* Instructions to follow:
In the entries below, count the lines holding "take". Reply with the number only.

* Data shown:
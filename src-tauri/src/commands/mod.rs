//! IPC command surface.
//!
//! Every command is a thin synchronous wrapper: take the relevant lock,
//! drive a state-machine transition, and translate the typed error into
//! the `String` the frontend displays. Commands that talk to the backend
//! release the lock for the duration of the network call and re-take it
//! to store the outcome, so a busy upload never blocks the rest of the
//! app.

pub mod auth;
pub mod diagnosis;
pub mod history;
pub mod recording;

/// Health check IPC command — verifies backend is running
#[tauri::command]
pub fn health_check() -> String {
    tracing::debug!("Health check called");
    "ok".to_string()
}

#[cfg(test)]
mod tests {
    use super::*;

    #[test]
    fn health_check_returns_ok() {
        assert_eq!(health_check(), "ok");
    }
}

* Output of the exercise:
2